Santa Clara County’s child protective services system failed her. The state is investigating. In the meantime, county officials should stand down and abandon their own internal investigation that was tainted from the start with conflicts of interest.
This is a time for an outside independent probe that will produce findings free of any questions of bias or manipulation.
However well-intentioned Damion Wright, the director of the county’s Department of Family and Children’s Services, and County Executive James Williams may be in their quest for answers, they have no business being anywhere near the investigation.
The actions of the departments they have overseen are at the center of the controversy over how Baby Phoenix was allowed to remain with her drug-addicted father.
Baby’s opioid withdrawal
As this news organization has detailed in a series of stunning articles by reporters Scooty Nickerson and Julia Prodis Sulek, there were warning signs about Phoenix’s parents long before she was even born.
Her older siblings had been taken away from her parents because they had suffered from neglect so severe that it had resulted in “developmental delays.”
Both parents had tested positive for opiates, cocaine and methamphetamine two months before Baby Phoenix’s birth. Her father had a history of drug arrests. Her mother had substance abuse, mental health issues and a criminal record.
Phoenix was born Feb. 12, suffering from neonatal opioid withdrawal.
The day after her birth, a county social worker called to the hospital conducted an assessment and determined very high risk to the baby if she were left with her parents. The social worker’s assessment recommended the agency open a formal case. That didn’t happen.
In an email the day before Phoenix was sent home from the hospital, another social worker noted the travails of her siblings and wrote, “I worry that Phoenix may be subject to the same level of neglect and possibly result in death.”
Three months later, Baby Phoenix was dead. Her mother died four months later from her own fentanyl overdose. Her father, who had told a neighbor he was also addicted to fentanyl, faces a felony child endangerment charge.
Conflicting accounts
Meanwhile, county officials face deeply troubling questions about why so many warning signs were missed.
At the center of the controversy is the county’s recent policy that prioritizes keeping children with their parents. The change in approach led to the decline from 60 removals of children from their homes in 2020 to 20 in 2022.
There’s a legitimate debate about how to balance the importance of keeping families together vs. the risks of leaving children in unsafe homes. But a state report in February, the same month Baby Phoenix was born, found that the county counsel’s office frequently overrode decisions by social workers to remove kids from unsafe homes.
Wright says that, in the case of Baby Phoenix, the social worker and supervisor, without consulting county counsel, made the decision to send her home with her dad. There is “no indication of county counsel overriding any decision,” he said.

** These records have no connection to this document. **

//! 搜索服务 - 业务能力层
//!
//! 只负责"调用 ScrapingBee Google Search 一次"，不关心重试和日志。
//! HTTP 层面的失败在这里被归类成 [`ErrorKind`]，供上层决定是否重试。

use std::time::Duration;

use reqwest::{Client, StatusCode};
use serde::Deserialize;
use serde_json::Value;
use tracing::debug;

use crate::config::ScrapingBeeConfig;
use crate::models::{ErrorKind, TaskError};
use crate::utils::logging::truncate_text;

/// Google 搜索的单条自然结果（只解析用到的字段，原始 JSON 另行保留）
#[derive(Debug, Clone, PartialEq, Eq)]
pub struct OrganicResult {
    pub url: String,
    pub raw: Value,
}

#[derive(Debug, Deserialize)]
struct SearchResponse {
    #[serde(default)]
    organic_results: Value,
}

/// 搜索服务
///
/// 职责：
/// - 组装 ScrapingBee 请求参数
/// - 将 HTTP 状态码 / reqwest 错误映射为错误类别
/// - 解析 `organic_results`
pub struct SearchService {
    client: Client,
    endpoint: String,
    api_key: String,
    language: String,
}

impl SearchService {
    /// 创建搜索服务
    ///
    /// # 参数
    /// - `config`: ScrapingBee 配置（api_key、endpoint）
    /// - `language`: 搜索语言，如 `zh-cn`
    /// - `timeout`: 单次请求超时
    /// - `proxy`: 可选的 HTTP(S) 代理
    pub fn new(
        config: &ScrapingBeeConfig,
        language: &str,
        timeout: Duration,
        proxy: Option<&str>,
    ) -> Result<Self, TaskError> {
        let mut builder = Client::builder().timeout(timeout);
        if let Some(proxy) = proxy {
            let proxy = reqwest::Proxy::all(proxy).map_err(|e| {
                TaskError::new(ErrorKind::ConfigError, format!("代理地址无效: {}", e))
            })?;
            builder = builder.proxy(proxy);
        }
        let client = builder
            .build()
            .map_err(|e| TaskError::new(ErrorKind::ConfigError, e.to_string()))?;

        Ok(Self {
            client,
            endpoint: config.endpoint.clone(),
            api_key: config.api_key.clone(),
            language: language.to_string(),
        })
    }

    /// 执行一次搜索
    ///
    /// # 返回
    /// 自然结果列表（可能为空）
    pub async fn search(&self, keywords: &str) -> Result<Vec<OrganicResult>, TaskError> {
        debug!("ScrapingBee 搜索: {}", keywords);

        let response = self
            .client
            .get(&self.endpoint)
            .query(&[
                ("api_key", self.api_key.as_str()),
                ("search", keywords),
                ("language", self.language.as_str()),
            ])
            .send()
            .await
            .map_err(classify_reqwest_error)?;

        let status = response.status();
        if !status.is_success() {
            let body = response.text().await.unwrap_or_default();
            return Err(TaskError::new(
                classify_status(status),
                format!("HTTP {}: {}", status.as_u16(), truncate_text(&body, 200)),
            ));
        }

        let body = response.text().await.map_err(classify_reqwest_error)?;
        parse_organic_results(&body)
    }
}

/// 解析响应体中的 `organic_results`
pub fn parse_organic_results(body: &str) -> Result<Vec<OrganicResult>, TaskError> {
    let parsed: SearchResponse = serde_json::from_str(body).map_err(|e| {
        TaskError::new(ErrorKind::JsonParseError, format!("响应不是合法 JSON: {}", e))
    })?;

    let items = match parsed.organic_results {
        Value::Null => return Ok(Vec::new()),
        Value::Array(items) => items,
        _ => {
            return Err(TaskError::new(
                ErrorKind::ValidationError,
                "organic_results 不是列表",
            ))
        }
    };

    Ok(items
        .into_iter()
        .map(|raw| OrganicResult {
            url: raw
                .get("url")
                .and_then(Value::as_str)
                .unwrap_or_default()
                .to_string(),
            raw,
        })
        .collect())
}

/// HTTP 状态码分类
pub fn classify_status(status: StatusCode) -> ErrorKind {
    match status.as_u16() {
        429 => ErrorKind::RateLimit,
        401 | 403 => ErrorKind::AuthError,
        408 => ErrorKind::Timeout,
        500..=599 => ErrorKind::NetworkError,
        400..=499 => ErrorKind::ValidationError,
        _ => ErrorKind::Unknown,
    }
}

/// reqwest 错误分类
pub fn classify_reqwest_error(error: reqwest::Error) -> TaskError {
    let kind = if error.is_timeout() {
        ErrorKind::Timeout
    } else if error.is_connect() || error.is_request() {
        ErrorKind::NetworkError
    } else if error.is_decode() {
        ErrorKind::JsonParseError
    } else if let Some(status) = error.status() {
        classify_status(status)
    } else {
        ErrorKind::classify_message(&error.to_string())
    };
    TaskError::new(kind, format!("请求异常: {}", error))
}
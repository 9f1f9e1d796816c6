//! 任务抽象
//!
//! 工作池只认识这个 trait：给定一个条目的载荷，返回成功字段或带分类的错误。
//! 具体做什么（HTTP 搜索、浏览器快照、LLM 调用）由实现决定。

use async_trait::async_trait;

use crate::models::{ResultFields, TaskError};
use crate::orchestrator::completion::CompletionPolicy;

/// 批量任务
#[async_trait]
pub trait Task: Send + Sync + 'static {
    /// 条目载荷
    type Payload: Send + Sync + 'static;

    /// 任务名（用于日志输出）
    fn name(&self) -> &'static str;

    /// 写入结果日志的列（不含固定的前置列）
    fn result_columns(&self) -> Vec<String>;

    /// 续跑时的完成判定策略
    fn completion_policy(&self) -> CompletionPolicy {
        CompletionPolicy::AnySuccess
    }

    /// 调用前校验输入；返回 `invalid_input` 的条目记录一次，不重试
    fn validate(&self, _payload: &Self::Payload) -> Result<(), TaskError> {
        Ok(())
    }

    /// 幂等 key：相同 key 的条目共享一次成功结果
    fn idempotency_key(&self, _payload: &Self::Payload) -> Option<String> {
        None
    }

    /// 日志中保存幂等 key 的列，用于启动时预热缓存
    fn idempotency_column(&self) -> Option<&'static str> {
        None
    }

    /// 本地已有结果（如快照文件齐全）时直接返回，不发起外部调用
    fn cached(&self, _payload: &Self::Payload) -> Option<ResultFields> {
        None
    }

    /// 执行一次
    async fn execute(&self, payload: &Self::Payload) -> Result<ResultFields, TaskError>;
}
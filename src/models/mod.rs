//! 数据模型
//!
//! 条目、行范围、任务结果与日志记录，以及表格加载器。

pub mod loaders;
pub mod log_record;
pub mod outcome;
pub mod row_range;
pub mod work_item;

pub use loaders::{SheetGrid, WorkSource};
pub use log_record::{LogRecord, RecordStatus, BASE_COLUMNS};
pub use outcome::{ErrorKind, OutcomeStatus, ResultFields, TaskError, TaskOutcome};
pub use row_range::{ResolvedRange, RowRange};
pub use work_item::{dedup_by_id, ItemId, WorkItem};
//! 搜索任务
//!
//! 一行表格 → 一次 Google 搜索，取前 N 个结果 URL；
//! 开启快照时再逐个抓取这些 URL，全部成功才算这一行成功。

use std::sync::Arc;

use async_trait::async_trait;
use serde_json::Value;
use tracing::{debug, info};

use crate::models::{ResultFields, TaskError};
use crate::services::{SearchService, SnapshotService};
use crate::utils::logging::truncate_text;
use crate::workflow::Task;

/// 搜索任务
pub struct SearchTask {
    service: SearchService,
    top_n: usize,
    snapshot: Option<Arc<SnapshotService>>,
}

impl SearchTask {
    pub fn new(service: SearchService, top_n: usize) -> Self {
        Self {
            service,
            top_n: top_n.max(1),
            snapshot: None,
        }
    }

    /// 搜索后对结果 URL 做快照
    pub fn with_snapshot(mut self, snapshot: Arc<SnapshotService>) -> Self {
        self.snapshot = Some(snapshot);
        self
    }

    /// 结果 URL 所在的列名
    pub fn url_columns(top_n: usize) -> Vec<String> {
        (1..=top_n.max(1)).map(|i| format!("url{}", i)).collect()
    }

    /// 从日志记录中取出结果 URL（快照子步骤的 key）
    pub fn urls_of(record: &crate::models::LogRecord, top_n: usize) -> Vec<String> {
        Self::url_columns(top_n)
            .iter()
            .map(|c| record.field(c).to_string())
            .filter(|u| !u.is_empty())
            .collect()
    }
}

#[async_trait]
impl Task for SearchTask {
    type Payload = String;

    fn name(&self) -> &'static str {
        "search"
    }

    fn result_columns(&self) -> Vec<String> {
        let mut columns = vec!["keywords".to_string(), "result_count".to_string()];
        columns.extend(Self::url_columns(self.top_n));
        columns.push("results_json".to_string());
        if self.snapshot.is_some() {
            columns.push("snapshot_dirs".to_string());
        }
        columns
    }

    fn validate(&self, keywords: &String) -> Result<(), TaskError> {
        if keywords.trim().is_empty() {
            return Err(TaskError::invalid_input("搜索关键字为空"));
        }
        Ok(())
    }

    fn idempotency_key(&self, keywords: &String) -> Option<String> {
        Some(keywords.trim().to_string())
    }

    fn idempotency_column(&self) -> Option<&'static str> {
        Some("keywords")
    }

    async fn execute(&self, keywords: &String) -> Result<ResultFields, TaskError> {
        let results = self.service.search(keywords).await?;
        info!(
            "[搜索] ✓ {} 条结果 | 关键字: {}",
            results.len(),
            truncate_text(keywords, 60)
        );

        let urls: Vec<String> = results
            .iter()
            .map(|r| r.url.clone())
            .filter(|u| !u.is_empty())
            .take(self.top_n)
            .collect();

        let raw: Vec<Value> = results.into_iter().map(|r| r.raw).collect();
        let results_json = serde_json::to_string(&raw).unwrap_or_default();

        let mut fields = ResultFields::new();
        fields.insert("keywords".to_string(), keywords.trim().to_string());
        fields.insert("result_count".to_string(), raw.len().to_string());
        for (column, url) in Self::url_columns(self.top_n).into_iter().zip(&urls) {
            fields.insert(column, url.clone());
        }
        fields.insert("results_json".to_string(), results_json);

        if let Some(snapshot) = &self.snapshot {
            let mut dirs = Vec::with_capacity(urls.len());
            for url in &urls {
                let info = snapshot.capture(url).await.map_err(|e| {
                    TaskError::new(e.kind, format!("快照 {} 失败: {}", url, e.message))
                })?;
                debug!("[快照] ✓ {} → {}", url, info.hash);
                dirs.push(snapshot.store().dir_for(url).display().to_string());
            }
            fields.insert("snapshot_dirs".to_string(), dirs.join(";"));
        }

        Ok(fields)
    }
}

But a union representative for the social workers contradicts that. She says lawyers in the county counsel’s office opposed the social worker’s and supervisor’s recommendations that the child be pulled from her parents’ care.
Internal investigation
Williams, the county executive, says, “We need to look at everything. We need to look at our systems and make improvements.” He’s right that changes are needed and to be commended for wanting to see that happen.
But before county officials can make changes to prevent future fatalities, they need answers about what really happened in the case of Baby Phoenix.
The facts should drive policy changes, not the other way around. And the facts should be ferreted out by independent investigators.
That’s not what’s happening in Santa Clara County. Williams directed Wright to conduct an internal probe using investigators who typically look into community complaints. That’s hardly training for a probe of whether their colleagues, their own department, is to blame for Baby Phoenix’s death.
Moreover, Wright, who already has apparently drawn his own conclusions about what happened and thrown his workers under the bus, is hardly the person to be overseeing the internal investigation.
Then there’s the problematic issue of Williams’ involvement. He became county executive in July, months after Baby Phoenix’s death. Before that, he was the county counsel, ultimately in charge of the attorneys faulted by the state and the union leader for overriding the judgment of social workers.
Williams told us on Thursday that he had no direct involvement in those decisions. “There’s nothing I want to hide,” he said. But that misses the point: His involvement taints the independence of the fact-finding.
He and Wright should step aside, abandon the internal probe by poorly equipped investigators, and let the state Department of Social Services do its job.